EXERCISE DIRECTIONS: If a line in the entries includes "const", show that line.

[Records from a data source]

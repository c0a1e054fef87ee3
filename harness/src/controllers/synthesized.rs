//! Controller driven by a GR(1)-synthesized transducer.
//!
//! Observations are abstracted into the boolean inputs of the bundled
//! `lander_actions` specification and the transducer's `action` output is
//! applied directly. The inputs carry the side of the pad and the
//! direction of tilt, which the symmetric `p`/`q` propositions lose; the
//! landing goal over those propositions (`tulip_lander.toml`) is only
//! realizable once the environment is assumed to land by itself.

use super::{Command, Controller, ControllerError, ControllerResult};
use crate::lander::{Action, Observation};
use std::sync::Arc;
use synthesis::{GrSpec, SynthesisError, Transducer, TransducerRunner, Valuation, Value};
use tracing::{debug, warn};

const BUNDLED_SPEC: &str = include_str!("../../../specs/lander_actions.toml");

pub const INPUTS: [&str; 6] = [
    "over_left",
    "over_right",
    "tilt_ccw",
    "tilt_cw",
    "falling_fast",
    "touchdown",
];

/// Synthesize the transducer for the bundled thruster specification
pub fn bundled_transducer() -> ControllerResult<Transducer> {
    let spec = GrSpec::from_toml_str(BUNDLED_SPEC)?;
    let transducer = synthesis::synthesize(&spec)?;
    debug!(
        "Synthesized {} with {} states",
        transducer.name(),
        transducer.len()
    );
    Ok(transducer)
}

/// Tolerances of the observation abstraction
#[derive(Debug, Clone, Copy, PartialEq)]
pub struct Abstraction {
    pub pad_half_width: f64,
    pub tilt: f64,
    /// Seconds of angular velocity added to the angle when judging tilt
    pub tilt_lookahead: f64,
    pub descent_limit: f64,
    pub near_ground_descent_limit: f64,
    pub near_ground: f64,
}

impl Default for Abstraction {
    fn default() -> Self {
        Self {
            pad_half_width: 0.2,
            tilt: 0.1,
            tilt_lookahead: 0.5,
            descent_limit: 0.3,
            near_ground_descent_limit: 0.1,
            near_ground: 0.3,
        }
    }
}

impl Abstraction {
    pub fn inputs(&self, obs: &Observation) -> Valuation {
        let tilt = obs.angle + self.tilt_lookahead * obs.angular_velocity;
        let limit = if obs.y < self.near_ground {
            self.near_ground_descent_limit
        } else {
            self.descent_limit
        };
        let values = [
            obs.x < -self.pad_half_width,
            obs.x > self.pad_half_width,
            tilt > self.tilt,
            tilt < -self.tilt,
            obs.vy < -limit,
            obs.both_legs_down(),
        ];
        INPUTS
            .iter()
            .zip(values)
            .map(|(name, value)| (name.to_string(), Value::Bool(value)))
            .collect()
    }
}

pub struct SynthesizedController {
    runner: TransducerRunner,
    abstraction: Abstraction,
}

impl SynthesizedController {
    pub const NAME: &'static str = "synthesized";

    pub fn new(transducer: Arc<Transducer>) -> ControllerResult<Self> {
        for name in INPUTS {
            if !transducer.env_vars().contains(name) {
                return Err(ControllerError::InvalidOutput {
                    message: format!("transducer has no input '{}'", name),
                });
            }
        }
        if !transducer.sys_vars().contains("action") {
            return Err(ControllerError::InvalidOutput {
                message: "transducer has no 'action' output".to_string(),
            });
        }
        Ok(Self {
            runner: TransducerRunner::new(transducer),
            abstraction: Abstraction::default(),
        })
    }

    pub fn with_abstraction(mut self, abstraction: Abstraction) -> Self {
        self.abstraction = abstraction;
        self
    }

    fn react(&mut self, inputs: &Valuation) -> ControllerResult<Option<Valuation>> {
        match self.runner.react(inputs) {
            Ok(outputs) => Ok(Some(outputs)),
            Err(SynthesisError::AssumptionViolated { reason }) => {
                warn!("Observation outside the synthesized assumptions: {}", reason);
                self.runner.reset();
                match self.runner.react(inputs) {
                    Ok(outputs) => Ok(Some(outputs)),
                    Err(SynthesisError::AssumptionViolated { .. }) => Ok(None),
                    Err(e) => Err(e.into()),
                }
            }
            Err(e) => Err(e.into()),
        }
    }
}

impl Controller for SynthesizedController {
    fn name(&self) -> &str {
        Self::NAME
    }

    fn reset(&mut self, _seed: u64) {
        self.runner.reset();
    }

    fn control(&mut self, obs: &Observation) -> ControllerResult<Command> {
        let inputs = self.abstraction.inputs(obs);
        let Some(outputs) = self.react(&inputs)? else {
            return Ok(Action::Noop.into());
        };

        let raw = outputs
            .get("action")
            .and_then(Value::as_int)
            .ok_or_else(|| ControllerError::InvalidOutput {
                message: "missing integer 'action'".to_string(),
            })?;
        let action = Action::try_from(raw).map_err(|_| ControllerError::InvalidOutput {
            message: format!("action {} out of range", raw),
        })?;
        Ok(action.into())
    }
}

ANSWER BELOW:
const BUNDLED_SPEC: &str = include_str!("../../../specs/lander_actions.toml");
pub const INPUTS: [&str; 6] = [
    pub const NAME: &'static str = "synthesized";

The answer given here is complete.